Work required -
Copy, from the material below, each line where "derive" shows up.

Records for this task -
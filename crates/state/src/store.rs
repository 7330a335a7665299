//! Installation record stores

use crate::models::{EnvironmentInfo, InstallRecord};
use apkm_errors::Error;
use apkm_types::InstallId;
use async_trait::async_trait;
use std::collections::HashMap;
use std::path::{Path, PathBuf};
use tokio::fs;
use tokio::sync::RwLock;

/// Diagnostic log store for installation records
#[async_trait]
pub trait InstallLogStore: Send + Sync {
    /// Persist a record. Each install id is stored once.
    async fn store_install_data(&self, record: InstallRecord) -> Result<(), Error>;

    async fn get(&self, id: InstallId) -> Result<Option<InstallRecord>, Error>;

    /// All records, newest first
    async fn list(&self) -> Result<Vec<InstallRecord>, Error>;

    async fn delete_all(&self) -> Result<(), Error>;

    fn environment_info(&self) -> EnvironmentInfo {
        EnvironmentInfo::current()
    }
}

/// One JSON file per install id under a logs directory
#[derive(Debug, Clone)]
pub struct JsonInstallLogStore {
    dir: PathBuf,
}

impl JsonInstallLogStore {
    #[must_use]
    pub fn new(dir: impl Into<PathBuf>) -> Self {
        Self { dir: dir.into() }
    }

    #[must_use]
    pub fn dir(&self) -> &Path {
        &self.dir
    }

    fn record_path(&self, id: InstallId) -> PathBuf {
        self.dir.join(format!("{id}.json"))
    }

    async fn record_files(&self) -> Result<Vec<PathBuf>, Error> {
        let mut entries = match fs::read_dir(&self.dir).await {
            Ok(entries) => entries,
            Err(e) if e.kind() == std::io::ErrorKind::NotFound => return Ok(Vec::new()),
            Err(e) => return Err(Error::io_with_path(&e, &self.dir)),
        };

        let mut files = Vec::new();
        while let Some(entry) = entries
            .next_entry()
            .await
            .map_err(|e| Error::io_with_path(&e, &self.dir))?
        {
            let path = entry.path();
            if path.extension().is_some_and(|ext| ext == "json") {
                files.push(path);
            }
        }
        Ok(files)
    }
}

#[async_trait]
impl InstallLogStore for JsonInstallLogStore {
    async fn store_install_data(&self, record: InstallRecord) -> Result<(), Error> {
        fs::create_dir_all(&self.dir)
            .await
            .map_err(|e| Error::io_with_path(&e, &self.dir))?;

        let path = self.record_path(record.id);
        let tmp = path.with_extension("json.tmp");
        let json = serde_json::to_vec_pretty(&record)?;
        fs::write(&tmp, json)
            .await
            .map_err(|e| Error::io_with_path(&e, &tmp))?;
        fs::rename(&tmp, &path)
            .await
            .map_err(|e| Error::io_with_path(&e, &path))
    }

    async fn get(&self, id: InstallId) -> Result<Option<InstallRecord>, Error> {
        let path = self.record_path(id);
        match fs::read(&path).await {
            Ok(bytes) => Ok(Some(serde_json::from_slice(&bytes)?)),
            Err(e) if e.kind() == std::io::ErrorKind::NotFound => Ok(None),
            Err(e) => Err(Error::io_with_path(&e, &path)),
        }
    }

    async fn list(&self) -> Result<Vec<InstallRecord>, Error> {
        let mut records = Vec::new();
        for path in self.record_files().await? {
            let bytes = fs::read(&path)
                .await
                .map_err(|e| Error::io_with_path(&e, &path))?;
            // Unreadable records are left on disk for manual inspection
            if let Ok(record) = serde_json::from_slice::<InstallRecord>(&bytes) {
                records.push(record);
            }
        }
        records.sort_by(|a, b| b.started_at.cmp(&a.started_at));
        Ok(records)
    }

    async fn delete_all(&self) -> Result<(), Error> {
        for path in self.record_files().await? {
            fs::remove_file(&path)
                .await
                .map_err(|e| Error::io_with_path(&e, &path))?;
        }
        Ok(())
    }
}

/// In-memory store for tests and headless runs
#[derive(Debug, Default)]
pub struct MemoryInstallLogStore {
    records: RwLock<HashMap<InstallId, InstallRecord>>,
}

impl MemoryInstallLogStore {
    #[must_use]
    pub fn new() -> Self {
        Self::default()
    }

    pub async fn len(&self) -> usize {
        self.records.read().await.len()
    }

    pub async fn is_empty(&self) -> bool {
        self.records.read().await.is_empty()
    }
}

#[async_trait]
impl InstallLogStore for MemoryInstallLogStore {
    async fn store_install_data(&self, record: InstallRecord) -> Result<(), Error> {
        self.records.write().await.insert(record.id, record);
        Ok(())
    }

    async fn get(&self, id: InstallId) -> Result<Option<InstallRecord>, Error> {
        Ok(self.records.read().await.get(&id).cloned())
    }

    async fn list(&self) -> Result<Vec<InstallRecord>, Error> {
        let mut records: Vec<_> = self.records.read().await.values().cloned().collect();
        records.sort_by(|a, b| b.started_at.cmp(&a.started_at));
        Ok(records)
    }

    async fn delete_all(&self) -> Result<(), Error> {
        self.records.write().await.clear();
        Ok(())
    }
}
//! Streaming download into a target file

use crate::client::{DownloadProgress, NetClient};
use apkm_errors::{Error, NetworkError};
use apkm_events::{AppEvent, DownloadEvent, EventEmitter, EventSender, FailureContext};
use futures::StreamExt;
use std::path::Path;
use std::time::{Duration, Instant};
use tokio::fs::{self, File};
use tokio::io::AsyncWriteExt;

const PROGRESS_INTERVAL: Duration = Duration::from_millis(50);

/// Stream `url` into `dest`, creating parent directories as needed.
///
/// A failed transfer removes the partially written file. Out-of-space write
/// failures surface as `StorageError::InsufficientStorage`. Dropping the
/// returned future leaves the partial file in place for the caller to clean.
///
/// # Errors
///
/// Returns an error if the request fails, the response stream breaks, or the
/// file cannot be written.
pub async fn download_file<F>(
    client: &NetClient,
    url: &str,
    dest: &Path,
    tx: Option<&EventSender>,
    progress_callback: F,
) -> Result<u64, Error>
where
    F: Fn(DownloadProgress),
{
    let result = stream_to_file(client, url, dest, tx, progress_callback).await;

    match &result {
        Ok(bytes) => tx.emit(AppEvent::Download(DownloadEvent::Completed {
            url: url.to_string(),
            bytes_downloaded: *bytes,
        })),
        Err(e) => {
            let _ = fs::remove_file(dest).await;
            tx.emit(AppEvent::Download(DownloadEvent::Failed {
                url: url.to_string(),
                failure: FailureContext::from_error(e),
            }));
        }
    }

    result
}

async fn stream_to_file<F>(
    client: &NetClient,
    url: &str,
    dest: &Path,
    tx: Option<&EventSender>,
    progress_callback: F,
) -> Result<u64, Error>
where
    F: Fn(DownloadProgress),
{
    if let Some(parent) = dest.parent() {
        fs::create_dir_all(parent)
            .await
            .map_err(|e| Error::io_with_path(&e, parent))?;
    }

    let response = client.get(url).await?;
    let total = response.content_length();
    tx.emit(AppEvent::Download(DownloadEvent::Started {
        url: url.to_string(),
        total_bytes: total,
    }));

    let mut file = File::create(dest)
        .await
        .map_err(|e| Error::io_with_path(&e, dest))?;
    let mut stream = response.bytes_stream();
    let mut downloaded = 0u64;
    let mut last_update = Instant::now();

    while let Some(chunk) = stream.next().await {
        let chunk = chunk.map_err(|e| NetworkError::DownloadFailed(e.to_string()))?;
        file.write_all(&chunk)
            .await
            .map_err(|e| Error::io_with_path(&e, dest))?;

        downloaded += chunk.len() as u64;
        progress_callback(DownloadProgress { downloaded, total });

        if last_update.elapsed() >= PROGRESS_INTERVAL {
            tx.emit_download_progress(url, downloaded, total);
            last_update = Instant::now();
        }
    }

    file.flush()
        .await
        .map_err(|e| Error::io_with_path(&e, dest))?;

    if let Some(expected) = total {
        if expected != downloaded {
            return Err(NetworkError::DownloadFailed(format!(
                "expected {expected} bytes from {url}, received {downloaded}"
            ))
            .into());
        }
    }

    Ok(downloaded)
}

Exercise result -
#[derive(Debug, Clone)]
#[derive(Debug, Default)]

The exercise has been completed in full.